Pacific Investment Management Co., which runs the world’s biggest bond fund, sees value in high- grade notes sold by Asian companies as low U.S. interest rates persist.
Five-year bonds yielding about 3 percent and rated BBB, the lowest tier of investment-grade securities, are “attractive investments,” according to Ramin Toloui, the money manager’s Singapore-based global co-head of emerging markets portfolio management. Interest rates are likely to stay low for the next couple of years, he said.
The region’s issuers sold $38.8 billion of U.S. dollar- denominated bonds rated BBB or the equivalent by any of the three major risk assessors this year, 32 percent of total sales in the currency, data compiled by Bloomberg show. Asian companies’ dollar debt has lost 0.6 percent this month, underperforming global corporates, which lost 0.4 percent, according to Bank of America Merrill Lynch indexes. Securities with BBB ratings performed even worse, losing 0.9 percent, the indexes show.
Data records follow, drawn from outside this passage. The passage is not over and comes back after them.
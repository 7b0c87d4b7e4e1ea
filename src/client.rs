use crate::model::{Status, Task, TaskFilter};
use crate::service::TaskPage;
use crate::stats::Stats;

/// In-memory mirror of the last-fetched task list and aggregate counts,
/// scoped to one filter selection.
///
/// Each `apply_*` method is the delta rule for one acknowledged mutation
/// kind, keeping the cached view numerically consistent with the server
/// without a full re-fetch. Callers must only apply a delta for a mutation
/// that succeeded; a failed request leaves the cache exactly as it was.
///
/// The deltas only account for mutations this cache observed. Concurrent
/// sessions can diverge the view until the next wholesale [`refresh`], which
/// is why a filter change reports that a fresh `list()` is required.
///
/// [`refresh`]: TaskCache::refresh
#[derive(Debug, Default)]
pub struct TaskCache {
    tasks: Vec<Task>,
    stats: Stats,
    filter: TaskFilter,
}

impl TaskCache {
    pub fn new() -> Self {
        Self::default()
    }

    pub fn tasks(&self) -> &[Task] {
        &self.tasks
    }

    pub fn stats(&self) -> Stats {
        self.stats
    }

    pub fn filter(&self) -> TaskFilter {
        self.filter
    }

    /// Switch the active filter. Returns true when the filter actually
    /// changed, in which case the locally-applied deltas are no longer
    /// trustworthy and the caller must refresh from an authoritative list.
    pub fn set_filter(&mut self, filter: TaskFilter) -> bool {
        if filter == self.filter {
            return false;
        }
        self.filter = filter;
        true
    }

    /// Replace the cached view wholesale with an authoritative page,
    /// discarding accumulated deltas.
    pub fn refresh(&mut self, page: TaskPage) {
        self.tasks = page.tasks;
        self.stats = page.stats;
    }

    /// Acknowledged create: prepend (new tasks sort first) and bump
    /// total/pending, since creation always starts pending.
    pub fn apply_created(&mut self, task: Task) {
        self.tasks.insert(0, task);
        self.stats.total += 1;
        self.stats.pending += 1;
    }

    /// Acknowledged non-status update: swap in the server-returned record.
    /// Counts are untouched. Overlapping in-flight updates are not
    /// coalesced; the last response to arrive wins.
    pub fn apply_updated(&mut self, task: Task) {
        self.replace(task);
    }

    /// Acknowledged status change: swap in the server-returned record and
    /// move one count between completed and pending. The move happens only
    /// when the status actually changed from the cached record, so a
    /// same-status ack cannot drift the counters.
    pub fn apply_status(&mut self, task: Task) {
        let previous = self
            .tasks
            .iter()
            .find(|t| t.id == task.id)
            .map(|t| t.status);
        if previous.is_some_and(|prev| prev != task.status) {
            match task.status {
                Status::Completed => {
                    self.stats.completed += 1;
                    self.stats.pending = self.stats.pending.saturating_sub(1);
                }
                Status::Pending => {
                    self.stats.pending += 1;
                    self.stats.completed = self.stats.completed.saturating_sub(1);
                }
            }
        }
        self.replace(task);
    }

    /// Acknowledged delete: drop the record and decrement the bucket its
    /// last-known status was counted in.
    pub fn apply_deleted(&mut self, id: &str) {
        let Some(pos) = self.tasks.iter().position(|t| t.id == id) else {
            return;
        };
        let removed = self.tasks.remove(pos);
        self.stats.total = self.stats.total.saturating_sub(1);
        match removed.status {
            Status::Completed => {
                self.stats.completed = self.stats.completed.saturating_sub(1);
            }
            Status::Pending => {
                self.stats.pending = self.stats.pending.saturating_sub(1);
            }
        }
    }

    fn replace(&mut self, task: Task) {
        if let Some(existing) = self.tasks.iter_mut().find(|t| t.id == task.id) {
            *existing = task;
        }
    }
}

#[cfg(test)]
mod tests {
    use super::*;
    use crate::model::Priority;
    use chrono::Utc;

    fn task(id: &str, status: Status) -> Task {
        let now = Utc::now();
        Task {
            id: id.into(),
            title: format!("task {id}"),
            description: String::new(),
            priority: Priority::Medium,
            status,
            created_at: now,
            updated_at: now,
        }
    }

    fn seeded(tasks: Vec<Task>) -> TaskCache {
        let completed = tasks.iter().filter(|t| t.status == Status::Completed).count() as u64;
        let total = tasks.len() as u64;
        let mut cache = TaskCache::new();
        cache.refresh(TaskPage {
            tasks,
            stats: Stats {
                total,
                completed,
                pending: total - completed,
            },
        });
        cache
    }

    fn assert_consistent(cache: &TaskCache) {
        let stats = cache.stats();
        assert_eq!(stats.completed + stats.pending, stats.total);
    }

    #[test]
    fn created_prepends_and_bumps_pending() {
        let mut cache = seeded(vec![task("a", Status::Pending)]);
        cache.apply_created(task("b", Status::Pending));

        assert_eq!(cache.tasks()[0].id, "b");
        assert_eq!(cache.stats().total, 2);
        assert_eq!(cache.stats().pending, 2);
        assert_eq!(cache.stats().completed, 0);
        assert_consistent(&cache);
    }

    #[test]
    fn updated_replaces_record_without_touching_counts() {
        let mut cache = seeded(vec![task("a", Status::Pending)]);
        let before = cache.stats();

        let mut renamed = task("a", Status::Pending);
        renamed.title = "renamed".into();
        cache.apply_updated(renamed);

        assert_eq!(cache.tasks()[0].title, "renamed");
        assert_eq!(cache.stats(), before);
    }

    #[test]
    fn status_change_moves_one_count_each_way() {
        let mut cache = seeded(vec![task("a", Status::Pending), task("b", Status::Pending)]);

        cache.apply_status(task("a", Status::Completed));
        assert_eq!(cache.stats().completed, 1);
        assert_eq!(cache.stats().pending, 1);
        assert_consistent(&cache);

        cache.apply_status(task("a", Status::Pending));
        assert_eq!(cache.stats().completed, 0);
        assert_eq!(cache.stats().pending, 2);
        assert_consistent(&cache);
    }

    #[test]
    fn same_status_ack_does_not_drift_counters() {
        let mut cache = seeded(vec![task("a", Status::Completed)]);
        let before = cache.stats();

        cache.apply_status(task("a", Status::Completed));
        cache.apply_status(task("a", Status::Completed));

        assert_eq!(cache.stats(), before);
        assert_consistent(&cache);
    }

    #[test]
    fn delete_decrements_by_last_known_status() {
        let mut cache = seeded(vec![task("a", Status::Completed), task("b", Status::Pending)]);

        cache.apply_deleted("a");
        assert_eq!(cache.stats().total, 1);
        assert_eq!(cache.stats().completed, 0);
        assert_eq!(cache.stats().pending, 1);

        cache.apply_deleted("b");
        assert_eq!(cache.stats(), Stats::default());
        assert!(cache.tasks().is_empty());
        assert_consistent(&cache);
    }

    #[test]
    fn delete_of_unknown_id_is_ignored() {
        let mut cache = seeded(vec![task("a", Status::Pending)]);
        let before = cache.stats();
        cache.apply_deleted("ghost");
        assert_eq!(cache.stats(), before);
        assert_eq!(cache.tasks().len(), 1);
    }

    #[test]
    fn filter_change_requires_refresh() {
        let mut cache = seeded(vec![task("a", Status::Pending)]);

        let same = cache.set_filter(TaskFilter::default());
        assert!(!same);

        let changed = cache.set_filter(TaskFilter {
            status: Some(Status::Completed),
            priority: None,
        });
        assert!(changed);

        // The stale view persists until the caller feeds in a fresh page.
        assert_eq!(cache.tasks().len(), 1);
        cache.refresh(TaskPage {
            tasks: vec![],
            stats: Stats {
                total: 1,
                completed: 0,
                pending: 1,
            },
        });
        assert!(cache.tasks().is_empty());
        assert_eq!(cache.stats().total, 1);
    }

    #[test]
    fn refresh_discards_accumulated_deltas() {
        let mut cache = seeded(vec![]);
        cache.apply_created(task("a", Status::Pending));
        cache.apply_created(task("b", Status::Pending));

        // Authoritative list only knows about one task.
        cache.refresh(TaskPage {
            tasks: vec![task("a", Status::Pending)],
            stats: Stats {
                total: 1,
                completed: 0,
                pending: 1,
            },
        });
        assert_eq!(cache.tasks().len(), 1);
        assert_eq!(cache.stats().total, 1);
    }
}
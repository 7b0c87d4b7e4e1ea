use std::path::PathBuf;

use clap::{Parser, Subcommand};
use taskd::error::Result;
use taskd::model::{Priority, Status};
use taskd::output::Format;

#[derive(Parser)]
#[command(
    name = "taskd",
    version,
    about = "Task manager with live aggregate counts, as a CLI and a REST server"
)]
struct Cli {
    /// Path to the task database
    #[arg(long, global = true, default_value = "tasks.db")]
    db: PathBuf,
    /// Output format
    #[arg(long, global = true, value_enum, default_value = "json")]
    format: Format,
    /// Shorthand for --format pretty
    #[arg(long, global = true, hide = true)]
    pretty: bool,
    #[command(subcommand)]
    command: Commands,
}

#[derive(Subcommand)]
enum Commands {
    /// Create a new task
    Create {
        /// Task title
        title: String,
        /// Task description
        #[arg(long, short)]
        description: Option<String>,
        /// Task priority
        #[arg(long, value_enum)]
        priority: Option<Priority>,
    },
    /// List tasks, optionally filtered
    List {
        /// Filter by status
        #[arg(long, value_enum)]
        status: Option<Status>,
        /// Filter by priority
        #[arg(long, value_enum)]
        priority: Option<Priority>,
        /// Also print total/completed/pending counts
        #[arg(long)]
        stats: bool,
    },
    /// Display a single task
    Show {
        /// Task ID to show
        id: String,
    },
    /// Edit task fields
    Edit {
        /// Task ID to edit
        id: String,
        /// New title
        #[arg(long)]
        title: Option<String>,
        /// New description
        #[arg(long, short)]
        description: Option<String>,
        /// New priority
        #[arg(long, value_enum)]
        priority: Option<Priority>,
        /// New status
        #[arg(long, value_enum)]
        status: Option<Status>,
    },
    /// Set a task's status
    Status {
        /// Task ID
        id: String,
        /// New status
        #[arg(value_enum)]
        status: Status,
    },
    /// Delete a task by ID
    Delete {
        /// Task ID to delete
        id: String,
    },
    /// Print total/completed/pending counts
    Stats,
    /// Run the REST API server
    Serve {
        /// Port to listen on
        #[arg(long, default_value_t = 5000)]
        port: u16,
    },
}

fn run(cli: Cli, format: Format) -> Result<()> {
    let db = cli.db;
    match cli.command {
        Commands::Create {
            title,
            description,
            priority,
        } => taskd::commands::create::run(&db, title, description, priority, format),
        Commands::List {
            status,
            priority,
            stats,
        } => taskd::commands::list::run(&db, status, priority, stats, format),
        Commands::Show { id } => taskd::commands::show::run(&db, &id, format),
        Commands::Edit {
            id,
            title,
            description,
            priority,
            status,
        } => taskd::commands::edit::run(&db, &id, title, description, priority, status, format),
        Commands::Status { id, status } => taskd::commands::status::run(&db, &id, status, format),
        Commands::Delete { id } => taskd::commands::delete::run(&db, &id, format),
        Commands::Stats => taskd::commands::stats::run(&db, format),
        Commands::Serve { port } => taskd::commands::serve::run(&db, port),
    }
}

fn main() {
    let cli = Cli::parse();
    let format = if cli.pretty {
        Format::Pretty
    } else {
        cli.format
    };
    if let Err(e) = run(cli, format) {
        match format {
            Format::Json => {
                eprintln!(
                    "{}",
                    serde_json::json!({
                        "error": e.code(),
                        "message": e.to_string()
                    })
                );
            }
            _ => eprintln!("error: {e}"),
        }
        std::process::exit(1);
    }
}
pub mod db;

pub use db::TaskStore;
use std::path::Path;

use crate::error::Result;
use crate::output::{self, Format};
use crate::service::TaskService;

pub fn run(db: &Path, id: &str, format: Format) -> Result<()> {
    let service = TaskService::open(db)?;
    let task = service.get(id)?;
    output::print_task(&task, format)?;
    Ok(())
}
“One of the most straightforward ways of taking advantage of this low-yielding environment is buying high-quality bonds that are short dated,” Toloui said in an interview in Hong Kong last week. Buying high-yield debt, “it’s more difficult to find value and find places where you’re getting appropriately compensated for the inherent risks.”
Securities sold by Kasikornbank Pcl, a Thai lender graded BBB+ by Standard & Poor’s, traded as high as 104.4 cents on the dollar this year before falling to 97.7 cents on June 26, following indications a week earlier the U.S. Federal Reserve planned to start winding back its unprecedented stimulus program. The $500 million of 3 percent 2018 notes were trading at 101 cents on the dollar as of 1:10 p.m. in Hong Kong, Bloomberg-compiled prices show.
Investors pulled $1.83 billion out of emerging-market bonds in the week to Nov. 13, with $325 million exiting positions in Asia’s developing economies, Australia & New Zealand Banking Group Ltd. wrote in a note last week, citing EPFR Global data.
Funds flowed out of the region after the U.S reported better-than-expected non-farm payroll figures, increasing the likelihood that the country’s central bank will taper bond purchases as soon as December, according to ANZ.
Emerging-market bonds are however still supported by the longer-term rebalancing of portfolios away from established economies, Pimco’s Toloui said. “The short-term reaction to Fed policy is certainly the critical driver of asset prices in the near term, but it’s not the only driver over a longer period of time,” he said.